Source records
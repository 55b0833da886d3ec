//! Explicit pipeline configuration.
//!
//! Everything the heuristics depend on — scroll thresholds, locale markers,
//! the fixed local offset — lives here with documented defaults, so a run is
//! fully described by one value instead of ambient process state. `from_env`
//! only overrides the deployment-specific fields.

use std::env;
use std::time::Duration;

use chrono::{FixedOffset, Offset, Utc};

/// Card classifier marker strings. These are the only locale-specific text
/// anchors in the DOM heuristics.
#[derive(Debug, Clone)]
pub struct MarkerConfig {
    /// Sentinel phrase inside every card's `<time>` element.
    pub start_time: String,
    /// Section labels that distinguish the over/under odds group.
    pub over_under: Vec<String>,
    /// Exact (normalized) status text of a finished match.
    pub finished: String,
}

impl Default for MarkerConfig {
    fn default() -> Self {
        Self {
            start_time: "Start Time".to_string(),
            over_under: vec!["O/U".to_string(), "Over/Under".to_string()],
            finished: "Full Time".to_string(),
        }
    }
}

/// Scroll collector tuning. Defaults bound a worst-case run to
/// `max_iterations * settle_delay` even against a page that never settles.
#[derive(Debug, Clone)]
pub struct ScrollConfig {
    /// Hard iteration budget. Default 40.
    pub max_iterations: u32,
    /// Minimum scroll advance per iteration, px. Default 400.
    pub min_step_px: f64,
    /// Advance as a fraction of the container's client height. Default 0.8.
    pub step_ratio: f64,
    /// Delay between iterations so lazy content can load. Default 400 ms.
    pub settle_delay: Duration,
    /// Streak (no-new and no-move) both required at-bottom to converge. Default 2.
    pub stable_streak: u32,
    /// Hard stop: consecutive iterations without a new record. Default 8.
    pub max_no_new_streak: u32,
    /// Hard stop: consecutive iterations without scroll movement. Default 6.
    pub max_no_move_streak: u32,
    /// How close to the maximum offset counts as "at bottom", px. Default 2.
    pub bottom_tolerance_px: f64,
}

impl Default for ScrollConfig {
    fn default() -> Self {
        Self {
            max_iterations: 40,
            min_step_px: 400.0,
            step_ratio: 0.8,
            settle_delay: Duration::from_millis(400),
            stable_streak: 2,
            max_no_new_streak: 8,
            max_no_move_streak: 6,
            bottom_tolerance_px: 2.0,
        }
    }
}

/// Top-level configuration for one scraper deployment.
#[derive(Debug, Clone)]
pub struct ScraperConfig {
    /// Target site root, no trailing slash.
    pub base_url: String,
    /// Login credentials for the sign-in form.
    pub usercode: String,
    pub password: String,
    /// W3C WebDriver endpoint (chromedriver/geckodriver).
    pub webdriver_url: String,
    /// Where the latest document is persisted after a successful scrape.
    pub output_path: String,
    /// Fixed local offset of on-page timestamps, minutes east of UTC.
    /// Default 390 (+6:30, no DST).
    pub local_offset_minutes: i32,
    pub markers: MarkerConfig,
    pub scroll: ScrollConfig,
}

impl Default for ScraperConfig {
    fn default() -> Self {
        Self {
            base_url: "https://sportsxzone.com".to_string(),
            usercode: String::new(),
            password: String::new(),
            webdriver_url: "http://localhost:9515".to_string(),
            output_path: "output.json".to_string(),
            local_offset_minutes: 6 * 60 + 30,
            markers: MarkerConfig::default(),
            scroll: ScrollConfig::default(),
        }
    }
}

impl ScraperConfig {
    /// Defaults overridden by `SXZ_BASE_URL`, `SXZ_USERCODE`, `SXZ_PASSWORD`,
    /// `WEBDRIVER_URL` and `OUTPUT_PATH` when set.
    pub fn from_env() -> Self {
        let mut cfg = Self::default();
        if let Ok(v) = env::var("SXZ_BASE_URL") {
            cfg.base_url = v;
        }
        if let Ok(v) = env::var("SXZ_USERCODE") {
            cfg.usercode = v;
        }
        if let Ok(v) = env::var("SXZ_PASSWORD") {
            cfg.password = v;
        }
        if let Ok(v) = env::var("WEBDRIVER_URL") {
            cfg.webdriver_url = v;
        }
        if let Ok(v) = env::var("OUTPUT_PATH") {
            cfg.output_path = v;
        }
        cfg
    }

    /// The fixed offset as a chrono zone.
    pub fn local_offset(&self) -> FixedOffset {
        FixedOffset::east_opt(self.local_offset_minutes * 60).unwrap_or_else(|| Utc.fix())
    }
}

Exercise:
What you give back must be the stretch above, starting at the line with "cfg.usercode = v;" and ending at the line with "cfg.output_path = v;", copied exactly.

Solved exercise:
            cfg.usercode = v;
        }
        if let Ok(v) = env::var("SXZ_PASSWORD") {
            cfg.password = v;
        }
        if let Ok(v) = env::var("WEBDRIVER_URL") {
            cfg.webdriver_url = v;
        }
        if let Ok(v) = env::var("OUTPUT_PATH") {
            cfg.output_path = v;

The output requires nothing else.